> **TASK INSTRUCTIONS**
Among the entries below, find the lines with the word "SweepSchedule" and copy them.

** SUPPLIED RECORDS follows **

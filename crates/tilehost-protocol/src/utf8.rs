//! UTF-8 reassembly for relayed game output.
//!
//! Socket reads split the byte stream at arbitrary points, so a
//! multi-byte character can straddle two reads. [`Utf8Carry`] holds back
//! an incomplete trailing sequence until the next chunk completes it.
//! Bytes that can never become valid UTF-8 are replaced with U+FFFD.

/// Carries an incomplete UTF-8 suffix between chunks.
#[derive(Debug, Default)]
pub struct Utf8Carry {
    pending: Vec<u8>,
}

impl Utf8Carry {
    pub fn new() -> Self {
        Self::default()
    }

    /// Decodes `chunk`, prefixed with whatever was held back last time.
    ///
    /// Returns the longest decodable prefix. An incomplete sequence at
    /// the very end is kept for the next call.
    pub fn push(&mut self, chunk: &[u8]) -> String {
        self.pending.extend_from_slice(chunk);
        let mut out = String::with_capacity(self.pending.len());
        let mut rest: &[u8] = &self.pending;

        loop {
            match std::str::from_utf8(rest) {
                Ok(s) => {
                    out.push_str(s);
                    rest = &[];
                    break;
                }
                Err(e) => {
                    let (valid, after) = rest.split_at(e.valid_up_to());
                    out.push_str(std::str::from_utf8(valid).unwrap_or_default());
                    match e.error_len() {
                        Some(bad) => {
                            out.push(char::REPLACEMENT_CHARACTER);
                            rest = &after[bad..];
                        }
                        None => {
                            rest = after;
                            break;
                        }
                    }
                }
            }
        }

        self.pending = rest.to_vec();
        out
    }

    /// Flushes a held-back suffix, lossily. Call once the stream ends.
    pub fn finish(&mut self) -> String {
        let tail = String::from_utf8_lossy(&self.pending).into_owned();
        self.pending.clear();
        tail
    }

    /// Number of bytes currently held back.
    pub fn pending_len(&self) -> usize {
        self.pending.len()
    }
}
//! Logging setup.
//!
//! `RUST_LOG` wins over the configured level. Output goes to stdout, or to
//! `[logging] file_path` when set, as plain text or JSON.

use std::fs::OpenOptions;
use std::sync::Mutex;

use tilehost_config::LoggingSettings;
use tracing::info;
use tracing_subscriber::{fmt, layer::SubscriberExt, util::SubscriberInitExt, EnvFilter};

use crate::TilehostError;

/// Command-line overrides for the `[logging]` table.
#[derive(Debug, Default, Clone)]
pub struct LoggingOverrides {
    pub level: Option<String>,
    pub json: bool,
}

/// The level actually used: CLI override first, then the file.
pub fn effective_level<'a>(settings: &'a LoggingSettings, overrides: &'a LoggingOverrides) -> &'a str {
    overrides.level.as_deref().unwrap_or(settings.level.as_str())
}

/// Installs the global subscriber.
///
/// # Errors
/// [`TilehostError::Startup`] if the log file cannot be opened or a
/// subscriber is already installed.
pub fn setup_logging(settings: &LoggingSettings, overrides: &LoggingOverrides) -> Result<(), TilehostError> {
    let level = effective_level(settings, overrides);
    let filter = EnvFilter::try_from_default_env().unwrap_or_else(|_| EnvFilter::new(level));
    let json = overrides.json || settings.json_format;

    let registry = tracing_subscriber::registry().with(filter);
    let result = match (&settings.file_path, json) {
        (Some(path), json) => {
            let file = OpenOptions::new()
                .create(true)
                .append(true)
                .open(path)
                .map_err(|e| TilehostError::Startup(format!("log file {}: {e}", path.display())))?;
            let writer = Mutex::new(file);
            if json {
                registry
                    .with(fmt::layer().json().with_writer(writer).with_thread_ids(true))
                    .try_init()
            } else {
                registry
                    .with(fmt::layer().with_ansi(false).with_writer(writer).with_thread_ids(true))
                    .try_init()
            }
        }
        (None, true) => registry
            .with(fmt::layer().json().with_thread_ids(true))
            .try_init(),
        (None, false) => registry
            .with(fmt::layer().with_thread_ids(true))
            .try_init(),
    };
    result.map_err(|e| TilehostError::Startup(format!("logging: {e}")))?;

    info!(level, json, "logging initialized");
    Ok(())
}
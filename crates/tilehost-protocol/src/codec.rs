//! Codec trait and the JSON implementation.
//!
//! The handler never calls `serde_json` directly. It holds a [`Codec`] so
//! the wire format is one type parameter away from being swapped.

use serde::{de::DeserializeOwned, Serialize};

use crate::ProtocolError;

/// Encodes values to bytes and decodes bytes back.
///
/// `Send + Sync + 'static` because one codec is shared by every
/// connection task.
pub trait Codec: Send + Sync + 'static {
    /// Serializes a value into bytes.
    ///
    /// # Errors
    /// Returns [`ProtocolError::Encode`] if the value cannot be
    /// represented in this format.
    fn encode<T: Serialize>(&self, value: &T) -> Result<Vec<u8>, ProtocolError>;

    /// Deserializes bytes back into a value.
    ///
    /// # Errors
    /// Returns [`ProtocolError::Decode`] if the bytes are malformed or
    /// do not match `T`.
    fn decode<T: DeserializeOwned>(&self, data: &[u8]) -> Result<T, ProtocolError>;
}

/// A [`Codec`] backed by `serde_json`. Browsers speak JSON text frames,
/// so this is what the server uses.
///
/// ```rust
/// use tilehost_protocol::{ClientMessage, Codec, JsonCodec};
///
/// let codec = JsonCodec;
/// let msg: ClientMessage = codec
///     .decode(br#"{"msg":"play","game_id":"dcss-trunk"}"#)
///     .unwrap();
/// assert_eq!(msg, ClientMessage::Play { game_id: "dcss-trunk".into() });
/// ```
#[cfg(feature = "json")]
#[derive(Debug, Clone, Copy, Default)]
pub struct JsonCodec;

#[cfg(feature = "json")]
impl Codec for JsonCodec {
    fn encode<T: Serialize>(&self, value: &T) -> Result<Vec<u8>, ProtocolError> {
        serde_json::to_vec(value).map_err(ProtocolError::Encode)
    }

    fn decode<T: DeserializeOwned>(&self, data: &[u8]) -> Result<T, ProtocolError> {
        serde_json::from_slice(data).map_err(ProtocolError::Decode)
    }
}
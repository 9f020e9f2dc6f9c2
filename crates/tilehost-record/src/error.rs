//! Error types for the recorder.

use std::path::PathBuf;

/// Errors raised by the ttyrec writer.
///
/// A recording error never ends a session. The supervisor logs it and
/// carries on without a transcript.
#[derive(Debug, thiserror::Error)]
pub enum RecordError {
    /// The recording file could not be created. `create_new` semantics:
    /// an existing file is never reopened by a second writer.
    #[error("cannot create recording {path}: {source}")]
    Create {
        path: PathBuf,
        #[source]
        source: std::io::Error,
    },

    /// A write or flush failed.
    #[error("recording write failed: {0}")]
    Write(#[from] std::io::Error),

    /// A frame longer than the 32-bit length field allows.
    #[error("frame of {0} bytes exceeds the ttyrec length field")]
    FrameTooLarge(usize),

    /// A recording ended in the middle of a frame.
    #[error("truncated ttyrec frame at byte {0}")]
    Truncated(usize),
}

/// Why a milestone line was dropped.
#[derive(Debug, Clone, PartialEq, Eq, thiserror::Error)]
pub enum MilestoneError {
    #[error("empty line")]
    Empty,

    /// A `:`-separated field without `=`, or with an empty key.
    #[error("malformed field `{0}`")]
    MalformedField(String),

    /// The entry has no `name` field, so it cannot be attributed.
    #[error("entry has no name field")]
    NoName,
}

** End of SUPPLIED RECORDS **
** SUPPLIED RECORDS follows **

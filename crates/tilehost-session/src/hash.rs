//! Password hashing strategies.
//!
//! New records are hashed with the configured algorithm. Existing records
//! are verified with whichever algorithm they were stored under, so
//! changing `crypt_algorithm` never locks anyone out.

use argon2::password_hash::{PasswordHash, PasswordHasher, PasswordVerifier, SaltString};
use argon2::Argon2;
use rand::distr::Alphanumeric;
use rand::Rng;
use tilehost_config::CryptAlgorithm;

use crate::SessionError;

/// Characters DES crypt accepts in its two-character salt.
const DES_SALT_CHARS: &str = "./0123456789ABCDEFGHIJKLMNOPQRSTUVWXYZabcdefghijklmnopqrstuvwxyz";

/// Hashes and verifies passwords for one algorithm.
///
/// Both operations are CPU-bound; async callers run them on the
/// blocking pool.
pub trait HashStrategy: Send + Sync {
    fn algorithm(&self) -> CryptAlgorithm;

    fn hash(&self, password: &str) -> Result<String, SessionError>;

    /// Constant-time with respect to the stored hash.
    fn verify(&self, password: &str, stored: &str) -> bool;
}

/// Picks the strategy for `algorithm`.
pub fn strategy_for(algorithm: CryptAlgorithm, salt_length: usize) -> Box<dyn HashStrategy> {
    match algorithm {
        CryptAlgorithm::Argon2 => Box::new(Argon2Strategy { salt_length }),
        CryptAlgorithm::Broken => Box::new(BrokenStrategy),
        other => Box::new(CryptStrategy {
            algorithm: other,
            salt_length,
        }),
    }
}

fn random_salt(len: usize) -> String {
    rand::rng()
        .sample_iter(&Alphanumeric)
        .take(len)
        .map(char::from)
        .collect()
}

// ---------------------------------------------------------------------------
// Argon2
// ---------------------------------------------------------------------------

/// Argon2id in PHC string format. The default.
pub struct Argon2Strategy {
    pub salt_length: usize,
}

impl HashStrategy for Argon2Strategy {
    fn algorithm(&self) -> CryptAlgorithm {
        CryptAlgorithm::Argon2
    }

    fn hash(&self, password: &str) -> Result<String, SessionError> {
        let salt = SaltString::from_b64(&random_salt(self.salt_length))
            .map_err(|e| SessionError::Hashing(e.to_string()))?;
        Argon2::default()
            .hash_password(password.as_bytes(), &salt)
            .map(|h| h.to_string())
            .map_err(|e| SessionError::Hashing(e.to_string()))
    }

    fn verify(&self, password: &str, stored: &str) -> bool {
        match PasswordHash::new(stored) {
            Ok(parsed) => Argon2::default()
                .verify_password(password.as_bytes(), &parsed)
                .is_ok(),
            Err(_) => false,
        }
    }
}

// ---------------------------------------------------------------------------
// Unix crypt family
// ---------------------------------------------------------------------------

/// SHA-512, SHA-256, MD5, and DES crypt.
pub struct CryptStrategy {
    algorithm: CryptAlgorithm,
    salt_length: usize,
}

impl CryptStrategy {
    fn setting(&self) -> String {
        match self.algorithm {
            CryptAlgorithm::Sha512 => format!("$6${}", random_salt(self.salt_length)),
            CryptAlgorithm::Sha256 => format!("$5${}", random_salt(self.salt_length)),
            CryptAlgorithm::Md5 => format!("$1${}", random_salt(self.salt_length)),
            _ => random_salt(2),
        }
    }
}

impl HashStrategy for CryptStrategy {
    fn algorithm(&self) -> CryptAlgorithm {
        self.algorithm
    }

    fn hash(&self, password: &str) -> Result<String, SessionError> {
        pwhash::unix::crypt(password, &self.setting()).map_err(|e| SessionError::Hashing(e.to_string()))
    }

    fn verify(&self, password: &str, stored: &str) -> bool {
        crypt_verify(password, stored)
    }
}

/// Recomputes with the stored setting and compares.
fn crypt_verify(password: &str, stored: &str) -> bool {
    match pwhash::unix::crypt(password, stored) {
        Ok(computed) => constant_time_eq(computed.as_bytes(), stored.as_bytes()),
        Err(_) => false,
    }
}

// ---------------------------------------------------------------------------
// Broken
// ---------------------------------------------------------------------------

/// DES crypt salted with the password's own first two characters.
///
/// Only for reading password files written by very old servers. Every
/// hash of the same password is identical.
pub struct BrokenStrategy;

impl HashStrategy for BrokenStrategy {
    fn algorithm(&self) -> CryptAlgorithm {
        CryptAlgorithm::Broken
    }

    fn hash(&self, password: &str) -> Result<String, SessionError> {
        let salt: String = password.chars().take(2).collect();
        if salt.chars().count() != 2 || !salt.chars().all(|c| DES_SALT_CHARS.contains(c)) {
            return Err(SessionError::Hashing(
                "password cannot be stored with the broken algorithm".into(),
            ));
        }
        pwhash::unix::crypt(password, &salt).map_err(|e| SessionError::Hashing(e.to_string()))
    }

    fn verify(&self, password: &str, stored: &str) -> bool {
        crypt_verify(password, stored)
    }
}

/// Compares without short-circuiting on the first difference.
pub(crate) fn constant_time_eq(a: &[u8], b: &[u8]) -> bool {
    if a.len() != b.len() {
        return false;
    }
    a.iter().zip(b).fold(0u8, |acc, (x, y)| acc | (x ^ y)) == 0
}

** End of SUPPLIED RECORDS **
** SUPPLIED RECORDS follows **

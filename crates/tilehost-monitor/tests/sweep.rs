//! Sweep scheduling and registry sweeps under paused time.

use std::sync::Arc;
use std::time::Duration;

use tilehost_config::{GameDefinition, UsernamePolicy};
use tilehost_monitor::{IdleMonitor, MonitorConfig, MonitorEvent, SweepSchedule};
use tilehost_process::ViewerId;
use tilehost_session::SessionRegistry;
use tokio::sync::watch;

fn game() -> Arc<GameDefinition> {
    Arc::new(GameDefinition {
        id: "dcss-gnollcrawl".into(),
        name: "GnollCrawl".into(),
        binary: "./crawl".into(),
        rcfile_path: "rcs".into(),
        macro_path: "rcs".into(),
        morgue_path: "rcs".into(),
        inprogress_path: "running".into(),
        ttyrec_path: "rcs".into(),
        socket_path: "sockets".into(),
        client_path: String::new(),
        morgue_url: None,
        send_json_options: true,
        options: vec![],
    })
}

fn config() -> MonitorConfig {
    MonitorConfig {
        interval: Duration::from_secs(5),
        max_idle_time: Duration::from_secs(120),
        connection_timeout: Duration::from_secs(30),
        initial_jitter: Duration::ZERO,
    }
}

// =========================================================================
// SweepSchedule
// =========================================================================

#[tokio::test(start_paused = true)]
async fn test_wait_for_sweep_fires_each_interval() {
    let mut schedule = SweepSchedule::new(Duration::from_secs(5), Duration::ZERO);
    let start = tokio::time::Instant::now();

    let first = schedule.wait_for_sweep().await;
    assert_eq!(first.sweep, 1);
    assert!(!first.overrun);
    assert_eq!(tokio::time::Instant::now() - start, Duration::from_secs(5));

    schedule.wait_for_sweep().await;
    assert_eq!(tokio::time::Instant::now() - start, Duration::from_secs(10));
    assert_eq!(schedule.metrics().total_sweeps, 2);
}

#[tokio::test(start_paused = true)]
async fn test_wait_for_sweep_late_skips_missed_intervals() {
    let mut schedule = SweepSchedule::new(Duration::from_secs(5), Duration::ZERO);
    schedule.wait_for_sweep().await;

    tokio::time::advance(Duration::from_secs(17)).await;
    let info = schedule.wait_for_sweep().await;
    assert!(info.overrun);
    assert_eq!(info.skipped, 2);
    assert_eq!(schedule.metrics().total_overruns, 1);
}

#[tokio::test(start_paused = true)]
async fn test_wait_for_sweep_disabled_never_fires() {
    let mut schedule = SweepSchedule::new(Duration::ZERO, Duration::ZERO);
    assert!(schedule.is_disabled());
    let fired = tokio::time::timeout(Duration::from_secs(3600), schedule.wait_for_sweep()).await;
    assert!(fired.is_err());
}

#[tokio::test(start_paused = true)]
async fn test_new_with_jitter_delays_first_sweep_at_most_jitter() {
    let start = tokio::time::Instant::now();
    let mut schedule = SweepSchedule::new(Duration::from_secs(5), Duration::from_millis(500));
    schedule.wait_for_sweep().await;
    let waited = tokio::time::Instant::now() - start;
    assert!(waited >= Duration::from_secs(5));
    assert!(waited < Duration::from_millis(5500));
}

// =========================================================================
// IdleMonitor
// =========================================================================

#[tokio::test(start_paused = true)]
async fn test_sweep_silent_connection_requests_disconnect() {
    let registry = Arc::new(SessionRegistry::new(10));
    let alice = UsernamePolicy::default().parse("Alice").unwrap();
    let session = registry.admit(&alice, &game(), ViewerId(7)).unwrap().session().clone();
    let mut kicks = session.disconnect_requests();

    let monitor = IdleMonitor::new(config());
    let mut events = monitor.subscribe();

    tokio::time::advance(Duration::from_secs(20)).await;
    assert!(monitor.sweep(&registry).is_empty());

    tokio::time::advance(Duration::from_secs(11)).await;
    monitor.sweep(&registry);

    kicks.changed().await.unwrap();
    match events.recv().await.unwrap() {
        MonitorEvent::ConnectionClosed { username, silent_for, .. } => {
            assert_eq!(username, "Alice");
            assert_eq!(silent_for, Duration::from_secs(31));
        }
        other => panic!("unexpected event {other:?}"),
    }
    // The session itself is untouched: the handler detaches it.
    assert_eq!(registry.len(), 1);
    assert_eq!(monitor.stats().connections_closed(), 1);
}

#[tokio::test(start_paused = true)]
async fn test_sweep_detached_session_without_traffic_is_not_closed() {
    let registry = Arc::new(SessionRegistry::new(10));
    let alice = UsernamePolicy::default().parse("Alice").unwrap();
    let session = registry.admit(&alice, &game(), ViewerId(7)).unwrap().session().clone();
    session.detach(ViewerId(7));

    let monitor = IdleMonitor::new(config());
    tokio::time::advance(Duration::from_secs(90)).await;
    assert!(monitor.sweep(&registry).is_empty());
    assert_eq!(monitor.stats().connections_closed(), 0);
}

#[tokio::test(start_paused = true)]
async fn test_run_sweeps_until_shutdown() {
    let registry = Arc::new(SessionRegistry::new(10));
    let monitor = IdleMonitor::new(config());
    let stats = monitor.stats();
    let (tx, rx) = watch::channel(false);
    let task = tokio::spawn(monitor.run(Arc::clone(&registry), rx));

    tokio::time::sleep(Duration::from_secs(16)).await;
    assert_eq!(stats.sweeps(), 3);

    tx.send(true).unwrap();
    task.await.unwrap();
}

** End of SUPPLIED RECORDS **

> **EXERCISE ANSWER**
use tilehost_monitor::{IdleMonitor, MonitorConfig, MonitorEvent, SweepSchedule};
// SweepSchedule
    let mut schedule = SweepSchedule::new(Duration::from_secs(5), Duration::ZERO);
    let mut schedule = SweepSchedule::new(Duration::from_secs(5), Duration::ZERO);
    let mut schedule = SweepSchedule::new(Duration::ZERO, Duration::ZERO);
    let mut schedule = SweepSchedule::new(Duration::from_secs(5), Duration::from_millis(500));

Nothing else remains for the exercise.